Pick Confidence – Wildcard Round

Tom once again—a bit late in the day, but I thought I’d get these up here as the games started in earnest.

(out of 100)
BeatPower comparison
(predicted winner – predicted loser)
Indianapolis-San Diego 79.4 98.2-18.8 WRONG
Baltimore-Miami 37.6 82.0-44.4 CORRECT
Atlanta-Arizona 26.8 75.0-48.2 WRONG
Minnesota-Philadelphia 26.8 83.9-57.1 WRONG

Beatpaths seems much more confident about the Indianapolis-San Diego matchup than the conventional wisdom. ESPN’s inLine only gave Indianapolis a 3-point spread before the game started. Likewise, Beatpaths disagrees with the conventional wisdom about the Minnesota-Philadelphia matchup. The system gives Minnesota the edge, whereas the majority of commentators seem to give Philadelphia the advantage.

7 Responses to Pick Confidence – Wildcard Round

  1. Rick says:

    I haven’t posted on here all season because the rankings have, this year, been so abysmal.
    I said last year that the simple concept of wins and losses won’t provide enough information to be a stable and predictable means of determining who the best teams are, or how they will perform week to week.

    The primary reason for this is the small statistical amount of information. The second reason is that wins are a function of several variables, not a variable in and of themselves.

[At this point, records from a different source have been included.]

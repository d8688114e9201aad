use clap::{ArgGroup, Parser};
use client::input::TypingBot;
use client::network::{Client, ClientOptions, KeySource, RoomTarget};
use log::info;
use shared::{RaceError, RoomCode};
use std::time::Duration;

#[derive(Parser, Debug)]
#[command(author, version, about, long_about = None)]
#[command(group(ArgGroup::new("target").required(true).args(["room", "create"])))]
struct Args {
    /// Server address to connect to
    #[arg(short = 's', long, default_value = "127.0.0.1:8080")]
    server: String,

    /// Name shown to the other racers
    #[arg(short = 'n', long, default_value = "racer")]
    name: String,

    /// Code of the room to join
    #[arg(short = 'r', long)]
    room: Option<String>,

    /// Create a room racing on this text
    #[arg(long)]
    create: Option<String>,

    /// Capacity of a created room
    #[arg(short = 'c', long, default_value = "2")]
    capacity: u8,

    /// Start the countdown once this many racers are in the room
    #[arg(long)]
    start_when: Option<usize>,

    /// Let a bot type at this speed instead of reading stdin
    #[arg(long)]
    bot_wpm: Option<f64>,

    /// Chance per character that the bot makes a mistake
    #[arg(long, default_value = "0.0")]
    error_rate: f64,

    /// Milliseconds before an unacknowledged keystroke is resent
    #[arg(long, default_value = "200")]
    resend_timeout: u64,

    /// Simulate network latency in milliseconds
    #[arg(short = 'l', long, default_value = "0")]
    fake_ping: u64,
}

impl Args {
    fn into_options(self) -> Result<ClientOptions, RaceError> {
        let target = match self.room {
            Some(code) => RoomTarget::Join(RoomCode::parse(&code)?),
            None => RoomTarget::Create {
                text: self.create.unwrap_or_default(),
                capacity: self.capacity,
            },
        };
        let source = match self.bot_wpm {
            Some(wpm) => KeySource::Bot(TypingBot::new(wpm, self.error_rate)),
            None => KeySource::Stdin,
        };

        Ok(ClientOptions {
            server: self.server,
            display_name: self.name,
            target,
            source,
            start_when: self.start_when,
            resend_timeout: Duration::from_millis(self.resend_timeout.max(1)),
            fake_ping_ms: self.fake_ping,
        })
    }
}

#[tokio::main]
async fn main() -> Result<(), Box<dyn std::error::Error>> {
    env_logger::init();

    if std::env::var("RUST_LOG").is_err() {
        eprintln!("Set RUST_LOG=info for detailed logging");
    }

    let options = Args::parse().into_options()?;

    info!("Starting client...");
    info!("Connecting to: {}", options.server);
    if options.fake_ping_ms > 0 {
        info!("Simulating {}ms latency", options.fake_ping_ms);
    }
    if options.source == KeySource::Stdin {
        info!("Type the text, pressing Enter after each word");
    }

    let mut client = Client::new(options).await?;
    client.run().await?;

    Ok(())
}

    The information provided is a good base, but has to be improved with something to make it useful and worthwhile.

    One thing I used to tinker with is offensive yards per point, and defensive yards per point. Generally speaking, teams that are good will have a better ratio (reasoning speaks for itself). I haven’t studied this relationship in many years, but I’m pretty sure it would still stand up.

  2. The MOOSE says:

    Weighted method wins week 1. It picked SD over IND and PHI over MIN.

  3. doktarr says:

    Iterative without the MIN->NYG questionable game had PHI/MIN as a pick’em game, too.

    Rick, the whole point of this exercise, as I understand it, is not to make the best system possible. It’s to show how a small data set (just wins and losses) can produce more accurate results than it typically does (i.e. just winning percentage) if you use the data set in a more clever way. And when you look at my favorite version of the rankings (http://www.beatgraphs.com/images/I_2008_17_AL.png) the results seem pretty reasonable to me.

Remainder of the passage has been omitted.